Start of Exercise data

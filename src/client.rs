//! The provider-agnostic client facade.

use std::fmt;
use std::sync::Arc;

use url::Url;

use crate::ScmError;
use crate::model::Driver;
use crate::service::{AppsService, RepositoryService, Unsupported, WebhookService};
use crate::transport::{AuthContext, Executor, Rate, Request, Response};

/// A client for one provider server.
///
/// The driver identity and the attached resource services are fixed when the
/// client is built. Cloning is cheap and clones share the rate snapshot.
///
/// # Example
///
/// ```no_run
/// use scm_client::driver::github;
///
/// # async fn example() -> Result<(), scm_client::ScmError> {
/// let client = github::new("https://api.github.com")?;
/// let (repo, response) = client.repositories().find(None, "octocat/hello-world").await?;
/// println!("{} ({} calls left)", repo.full_name(), response.rate.remaining);
/// # Ok(())
/// # }
/// ```
#[derive(Clone)]
pub struct Client {
    driver: Driver,
    executor: Arc<dyn Executor>,
    repositories: Arc<dyn RepositoryService>,
    apps: Arc<dyn AppsService>,
    webhooks: Arc<dyn WebhookService>,
}

impl Client {
    /// Starts building a client; every domain defaults to [`Unsupported`].
    #[must_use]
    pub fn builder(driver: Driver, executor: Arc<dyn Executor>) -> ClientBuilder {
        ClientBuilder {
            driver,
            executor,
            repositories: Arc::new(Unsupported),
            apps: Arc::new(Unsupported),
            webhooks: Arc::new(Unsupported),
        }
    }

    /// Returns the provider this client targets.
    #[must_use]
    pub const fn driver(&self) -> Driver {
        self.driver
    }

    /// Returns the default base URL.
    #[must_use]
    pub fn base_url(&self) -> &Url {
        self.executor.base_url()
    }

    /// Returns the most recent rate-limit snapshot.
    #[must_use]
    pub fn rate(&self) -> Rate {
        self.executor.rate()
    }

    /// Executes a raw request against the provider API.
    ///
    /// # Errors
    ///
    /// Returns [`ScmError::Transport`] if the URL cannot be built or the
    /// round-trip fails.
    pub async fn execute(
        &self,
        auth: Option<&AuthContext>,
        request: Request,
    ) -> Result<Response, ScmError> {
        self.executor.execute(auth, request).await
    }

    #[must_use]
    pub fn repositories(&self) -> &dyn RepositoryService {
        self.repositories.as_ref()
    }

    #[must_use]
    pub fn apps(&self) -> &dyn AppsService {
        self.apps.as_ref()
    }

    #[must_use]
    pub fn webhooks(&self) -> &dyn WebhookService {
        self.webhooks.as_ref()
    }
}

impl fmt::Debug for Client {
    fn fmt(&self, f: &mut fmt::Formatter<'_>) -> fmt::Result {
        f.debug_struct("Client")
            .field("driver", &self.driver)
            .field("base_url", &self.base_url().as_str())
            .finish_non_exhaustive()
    }
}

/// Attaches resource services to a [`Client`].
pub struct ClientBuilder {
    driver: Driver,
    executor: Arc<dyn Executor>,
    repositories: Arc<dyn RepositoryService>,
    apps: Arc<dyn AppsService>,
    webhooks: Arc<dyn WebhookService>,
}

impl ClientBuilder {
    #[must_use]
    pub fn repositories(mut self, service: Arc<dyn RepositoryService>) -> Self {
        self.repositories = service;
        self
    }

    #[must_use]
    pub fn apps(mut self, service: Arc<dyn AppsService>) -> Self {
        self.apps = service;
        self
    }

    #[must_use]
    pub fn webhooks(mut self, service: Arc<dyn WebhookService>) -> Self {
        self.webhooks = service;
        self
    }

    #[must_use]
    pub fn build(self) -> Client {
        Client {
            driver: self.driver,
            executor: self.executor,
            repositories: self.repositories,
            apps: self.apps,
            webhooks: self.webhooks,
        }
    }
}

End of Exercise data

Your instructions: In the listing above, how many of the lines contain the string "Unsupported"? Respond with the number alone.

Answer to this task: 5